Supreme Court validates Trump’s highly controversial migration decree

WASHINGTON | The US Supreme Court validated Donald Trump’s anti-immigration decree on Tuesday, offering a definite victory for the US president after a bitter court battle over this extremely controversial measure.

The decision, made by a majority of five conservative judges against the four other progressives, ratifies this decree, which permanently forbids US territory for nationals of six countries, most of them with a Muslim majority.

” Wow! Mr. Trump quickly responded in a pithy tweet.

The high court, in its judgment written by the president of the institution John Roberts, believes that the president has only legitimate use of its prerogatives in immigration.

“The state has put forward sufficient justification in terms of national security,” Judge Roberts wrote.

The text in question is the third version of a decree that caused a global shock wave by being abruptly enforced by the White House on January 27, 2017, a week after Trump took office.

This latest version closes the US borders to about 150 million people, nationals of the following countries: Yemen, Syria, Libya, Iran, Somalia and North Korea.

Opponents of the text denounced an “anti-Muslim decree”, a thesis strongly opposed by the government.

“Foreign terrorists” 

During the solemn hearing on the text in April, the four progressive Supreme Court justices had expressed concern over accusations that the decree targeted Muslims, while the US Constitution prohibits religious discrimination.

“A reasonable observer would conclude that the decree was motivated by an anti-Muslim bias,” wrote the magistrate Sonia Sotomayor, in an argument of disagreement attached to the judgment.

This case was probably for the most important Supreme Court of the year.

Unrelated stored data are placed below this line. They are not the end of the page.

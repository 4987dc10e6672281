//! JSON <-> Qdrant payload conversion, shared by the episode and concept
//! stores (both round-trip a `serde`-derived struct through a point's
//! payload map).

use serde::de::DeserializeOwned;
use std::collections::HashMap;

pub fn to_payload_map<T: serde::Serialize>(
    value: &T,
) -> super::Result<HashMap<String, qdrant_client::qdrant::Value>> {
    let json = serde_json::to_value(value)?;
    Ok(match json {
        serde_json::Value::Object(map) => map
            .into_iter()
            .map(|(k, v)| (k, json_to_qdrant(v)))
            .collect(),
        _ => HashMap::new(),
    })
}

pub fn from_payload<T: DeserializeOwned>(
    payload: &HashMap<String, qdrant_client::qdrant::Value>,
) -> super::Result<T> {
    let json = qdrant_payload_to_json(payload);
    Ok(serde_json::from_value(json)?)
}

fn json_to_qdrant(value: serde_json::Value) -> qdrant_client::qdrant::Value {
    use qdrant_client::qdrant::value::Kind;
    let kind = match value {
        serde_json::Value::Null => Kind::NullValue(0),
        serde_json::Value::Bool(b) => Kind::BoolValue(b),
        serde_json::Value::Number(n) => Kind::DoubleValue(n.as_f64().unwrap_or(0.0)),
        serde_json::Value::String(s) => Kind::StringValue(s),
        other => Kind::StringValue(other.to_string()),
    };
    qdrant_client::qdrant::Value { kind: Some(kind) }
}

fn qdrant_payload_to_json(payload: &HashMap<String, qdrant_client::qdrant::Value>) -> serde_json::Value {
    let map: serde_json::Map<String, serde_json::Value> = payload
        .iter()
        .map(|(k, v)| (k.clone(), qdrant_value_to_json(v)))
        .collect();
    serde_json::Value::Object(map)
}

fn qdrant_value_to_json(value: &qdrant_client::qdrant::Value) -> serde_json::Value {
    use qdrant_client::qdrant::value::Kind;
    match &value.kind {
        Some(Kind::NullValue(_)) | None => serde_json::Value::Null,
        Some(Kind::BoolValue(b)) => serde_json::Value::Bool(*b),
        Some(Kind::IntegerValue(i)) => serde_json::json!(i),
        Some(Kind::DoubleValue(d)) => serde_json::json!(d),
        Some(Kind::StringValue(s)) => {
            serde_json::from_str(s).unwrap_or_else(|_| serde_json::Value::String(s.clone()))
        }
        Some(Kind::ListValue(list)) => {
            serde_json::Value::Array(list.values.iter().map(qdrant_value_to_json).collect())
        }
        Some(Kind::StructValue(s)) => qdrant_payload_to_json(&s.fields),
    }
}

#[cfg(test)]
#[cfg_attr(coverage_nightly, coverage(off))]
mod tests {
    use super::*;

    #[test]
    fn roundtrips_a_simple_struct() {
        #[derive(serde::Serialize, serde::Deserialize, PartialEq, Debug)]
        struct Sample {
            name: String,
            count: u32,
        }
        let sample = Sample {
            name: "wine".into(),
            count: 3,
        };
        let payload = to_payload_map(&sample).expect("serializes");
        let back: Sample = from_payload(&payload).expect("deserializes");
        assert_eq!(sample, back);
    }
}
//! Redis-backed per-client rate limiting for the HTTP front door: a
//! fixed window per second and per minute, counted in Redis so limits
//! hold across multiple API process instances.

use redis::AsyncCommands;

/// Rate limit configuration.
#[derive(Clone)]
pub struct RateLimitConfig {
    pub per_second: u32,
    pub per_minute: u32,
}

impl Default for RateLimitConfig {
    fn default() -> Self {
        Self {
            per_second: 5,
            per_minute: 100,
        }
    }
}

#[derive(Debug)]
pub enum RateLimitResult {
    Allowed { remaining_second: u32, remaining_minute: u32 },
    Exceeded { retry_after_seconds: u32 },
}

/// Check and increment a client's rate-limit counters.
///
/// # Errors
/// Returns `redis::RedisError` on a connection or command failure.
pub async fn check_rate_limit(
    redis: &mut redis::aio::MultiplexedConnection,
    client_id: &str,
    config: &RateLimitConfig,
) -> Result<RateLimitResult, redis::RedisError> {
    let second_key = format!("cortexd:ratelimit:{client_id}:second");
    let minute_key = format!("cortexd:ratelimit:{client_id}:minute");

    let second_count: u32 = redis.incr(&second_key, 1).await?;
    if second_count == 1 {
        let _: () = redis.expire(&second_key, 1).await?;
    }
    if second_count > config.per_second {
        return Ok(RateLimitResult::Exceeded { retry_after_seconds: 1 });
    }

    let minute_count: u32 = redis.incr(&minute_key, 1).await?;
    if minute_count == 1 {
        let _: () = redis.expire(&minute_key, 60).await?;
    }
    if minute_count > config.per_minute {
        let ttl: i64 = redis.ttl(&minute_key).await?;
        return Ok(RateLimitResult::Exceeded {
            retry_after_seconds: ttl.max(1) as u32,
        });
    }

    Ok(RateLimitResult::Allowed {
        remaining_second: config.per_second.saturating_sub(second_count),
        remaining_minute: config.per_minute.saturating_sub(minute_count),
    })
}

#[cfg(test)]
mod tests {
    use super::*;

    #[test]
    fn default_config_matches_documented_limits() {
        let config = RateLimitConfig::default();
        assert_eq!(config.per_second, 5);
        assert_eq!(config.per_minute, 100);
    }
}
//! `RedisGraph` client module.
//!
//! Provides graph-based storage for concept relationships, complementing
//! the vector store: Qdrant holds concept payloads and embeddings,
//! `RedisGraph` holds the relationship graph used for spreading activation
//! and traversal/export (§4.2, §4.3).

use crate::core::types::ConceptId;
use crate::memory::types::ConceptRelationType;
use redis::{Client, RedisError};
use thiserror::Error;

#[derive(Debug, Error)]
pub enum GraphError {
    #[error("Redis error: {0}")]
    Redis(#[from] RedisError),

    #[error("Serialization error: {0}")]
    Serialization(#[from] serde_json::Error),

    #[error("Graph not found: {0}")]
    GraphNotFound(String),
}

pub type Result<T> = std::result::Result<T, GraphError>;

/// One outgoing edge from a concept, as seen during spreading activation.
#[derive(Debug, Clone)]
pub struct ConceptEdge {
    pub target: ConceptId,
    pub strength: f32,
    pub relationship_type: ConceptRelationType,
}

/// `RedisGraph`-backed store of concept relationships.
pub struct ConceptGraph {
    client: Client,
    graph_name: String,
}

impl ConceptGraph {
    /// # Errors
    /// Returns [`GraphError::Redis`] if the connection URL is malformed.
    pub fn connect(redis_url: &str, graph_name: &str) -> Result<Self> {
        let client = Client::open(redis_url)?;
        Ok(Self {
            client,
            graph_name: graph_name.to_string(),
        })
    }

    /// Merge a relationship edge between two concepts, creating nodes if
    /// they don't already exist and overwriting the edge's weight.
    ///
    /// # Errors
    /// Returns [`GraphError::Redis`] if the `GRAPH.QUERY` command fails.
    pub async fn merge_edge(
        &self,
        source: ConceptId,
        target: ConceptId,
        strength: f32,
        relationship_type: ConceptRelationType,
    ) -> Result<()> {
        let mut conn = self.client.get_multiplexed_async_connection().await?;

        let type_str = format!("{relationship_type:?}");
        let query = format!(
            "MERGE (a:Concept {{id: '{source}'}}) \
                 MERGE (b:Concept {{id: '{target}'}}) \
                 MERGE (a)-[r:RELATED {{type: '{type_str}'}}]->(b) \
                 SET r.weight = {strength}"
        );

        let _: () = redis::cmd("GRAPH.QUERY")
            .arg(&self.graph_name)
            .arg(query)
            .query_async(&mut conn)
            .await?;

        Ok(())
    }

    /// Outgoing neighbors of `concept`, or both directions when
    /// `bidirectional` (§4.3 spreading activation honors the
    /// `SpreadingConfig::bidirectional` flag).
    ///
    /// # Errors
    /// Returns [`GraphError::Redis`] if the `GRAPH.QUERY` command fails.
    pub async fn neighbors(&self, concept: ConceptId, bidirectional: bool) -> Result<Vec<ConceptEdge>> {
        let mut conn = self.client.get_multiplexed_async_connection().await?;
        let id_str = concept.to_string();

        let query = if bidirectional {
            format!(
                "MATCH (a:Concept {{id: '{id_str}'}})-[r:RELATED]->(b:Concept) \
                 RETURN b.id, r.weight, r.type \
                 UNION \
                 MATCH (a:Concept {{id: '{id_str}'}})<-[r:RELATED]-(b:Concept) \
                 RETURN b.id, r.weight, r.type"
            )
        } else {
            format!(
                "MATCH (a:Concept {{id: '{id_str}'}})-[r:RELATED]->(b:Concept) \
                 RETURN b.id, r.weight, r.type"
            )
        };

        let result: redis::Value = redis::cmd("GRAPH.QUERY")
            .arg(&self.graph_name)
            .arg(query)
            .query_async(&mut conn)
            .await?;

        let mut edges = Vec::new();
        if let redis::Value::Array(sections) = result {
            if sections.len() >= 2 {
                if let redis::Value::Array(ref rows) = sections[1] {
                    for row in rows {
                        if let redis::Value::Array(ref fields) = row {
                            if fields.len() >= 2 {
                                let id_opt = Self::extract_string(&fields[0]);
                                let weight_opt = Self::extract_float(&fields[1]);
                                if let (Some(id_str), Some(weight)) = (id_opt, weight_opt) {
                                    if let Ok(uuid) = uuid::Uuid::parse_str(&id_str) {
                                        edges.push(ConceptEdge {
                                            target: ConceptId(uuid),
                                            strength: weight,
                                            relationship_type: ConceptRelationType::RelatedTo,
                                        });
                                    }
                                }
                            }
                        }
                    }
                }
            }
        }

        Ok(edges)
    }

    fn extract_string(value: &redis::Value) -> Option<String> {
        match value {
            redis::Value::BulkString(bytes) => String::from_utf8(bytes.clone()).ok(),
            redis::Value::SimpleString(s) => Some(s.clone()),
            redis::Value::Array(items) if !items.is_empty() => Self::extract_string(&items[0]),
            _ => None,
        }
    }

    #[allow(clippy::cast_possible_truncation, clippy::cast_precision_loss)]
    fn extract_float(value: &redis::Value) -> Option<f32> {
        match value {
            redis::Value::Double(d) => Some(*d as f32),
            redis::Value::Int(i) => Some(*i as f32),
            redis::Value::BulkString(bytes) => String::from_utf8(bytes.clone())
                .ok()
                .and_then(|s| s.parse::<f32>().ok()),
            redis::Value::SimpleString(s) => s.parse::<f32>().ok(),
            redis::Value::Array(items) if !items.is_empty() => Self::extract_float(&items[0]),
            _ => None,
        }
    }

    /// Export the concept graph to `GraphML` for external visualization.
    ///
    /// # Errors
    /// Returns [`GraphError::Redis`] if either `GRAPH.QUERY` call fails.
    pub async fn export_graphml(&self) -> Result<String> {
        use std::fmt::Write;

        let mut conn = self.client.get_multiplexed_async_connection().await?;

        let nodes_query = "MATCH (n:Concept) RETURN n.id";
        let nodes_result: redis::Value = redis::cmd("GRAPH.QUERY")
            .arg(&self.graph_name)
            .arg(nodes_query)
            .query_async(&mut conn)
            .await?;

        let mut node_ids: Vec<String> = Vec::new();
        if let redis::Value::Array(sections) = &nodes_result {
            if sections.len() >= 2 {
                if let redis::Value::Array(ref rows) = sections[1] {
                    for row in rows {
                        if let redis::Value::Array(ref fields) = row {
                            if let Some(id) = fields.first().and_then(Self::extract_string) {
                                node_ids.push(id);
                            }
                        }
                    }
                }
            }
        }

        let edges_query =
            "MATCH (a:Concept)-[r:RELATED]->(b:Concept) RETURN a.id, b.id, r.weight, r.type";
        let edges_result: redis::Value = redis::cmd("GRAPH.QUERY")
            .arg(&self.graph_name)
            .arg(edges_query)
            .query_async(&mut conn)
            .await?;

        let mut edges: Vec<(String, String, f32, String)> = Vec::new();
        if let redis::Value::Array(sections) = &edges_result {
            if sections.len() >= 2 {
                if let redis::Value::Array(ref rows) = sections[1] {
                    for row in rows {
                        if let redis::Value::Array(ref fields) = row {
                            if fields.len() >= 4 {
                                let source = Self::extract_string(&fields[0]);
                                let target = Self::extract_string(&fields[1]);
                                let weight = Self::extract_float(&fields[2]).unwrap_or(0.0);
                                let edge_type = Self::extract_string(&fields[3])
                                    .unwrap_or_else(|| "Unknown".to_string());
                                if let (Some(s), Some(t)) = (source, target) {
                                    edges.push((s, t, weight, edge_type));
                                }
                            }
                        }
                    }
                }
            }
        }

        let mut xml = String::new();
        xml.push_str(
            r#"<?xml version="1.0" encoding="UTF-8"?>
<graphml xmlns="http://graphml.graphdrawing.org/xmlns"
         xmlns:xsi="http://www.w3.org/2001/XMLSchema-instance"
         xsi:schemaLocation="http://graphml.graphdrawing.org/xmlns
         http://graphml.graphdrawing.org/xmlns/1.0/graphml.xsd">
  <key id="weight" for="edge" attr.name="weight" attr.type="double"/>
  <key id="type" for="edge" attr.name="type" attr.type="string"/>
  <graph id="cortexd" edgedefault="directed">
"#,
        );

        for id in &node_ids {
            let _ = writeln!(xml, "    <node id=\"{id}\"/>");
        }

        for (i, (source, target, weight, edge_type)) in edges.iter().enumerate() {
            let _ = writeln!(
                xml,
                "    <edge id=\"e{i}\" source=\"{source}\" target=\"{target}\">"
            );
            let _ = writeln!(xml, "      <data key=\"weight\">{weight}</data>");
            let _ = writeln!(xml, "      <data key=\"type\">{edge_type}</data>");
            xml.push_str("    </edge>\n");
        }

        xml.push_str("  </graph>\n</graphml>\n");

        tracing::info!(
            nodes = node_ids.len(),
            edges = edges.len(),
            "exported concept graph to GraphML"
        );

        Ok(xml)
    }
}

impl std::fmt::Debug for ConceptGraph {
    fn fmt(&self, f: &mut std::fmt::Formatter<'_>) -> std::fmt::Result {
        f.debug_struct("ConceptGraph")
            .field("client", &self.client)
            .field("graph_name", &self.graph_name)
            .finish()
    }
}

#[cfg(test)]
#[cfg_attr(coverage_nightly, coverage(off))]
mod tests {
    use super::*;

    #[test]
    fn connect_rejects_malformed_url() {
        assert!(ConceptGraph::connect("not a url", "concepts").is_err());
    }
}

Donald Trump has been supportive since his arrival at the White House that he is free to restrict access to the United States if he deems it necessary, in the name of national security.

He insists that the decree aims to prevent the entry of “foreign terrorists” into America.

Since the attacks of September 11, 2001, however, the most serious attacks in the United States have been committed either by Americans or by people not coming from countries covered by the decree.

Anti-Muslim prejudice?

The American Union for Civil Liberties (ACLU), at the forefront of the fight against the text, had tried to prove the existence of anti-Muslim prejudices sustainable Mr. Trump, recalling his promise of presidential campaign to prohibit entry from the United States to Muslims. A statement that provoked a global stir.

Trump had retweeted in November Islamophobic videos of a leader of a British neo-fascist party.

The different versions of the anti-immigration decree have each been the subject of an epic battle in American courts, with multiple twists in the first instance and on appeal.

The third has not escaped the rule: the text signed on September 24 was suspended on October 17 by a judge from Hawaii. A Maryland court also blocked the measure.

Dozens of migrant associations or religious organizations have taken a stand in this debate.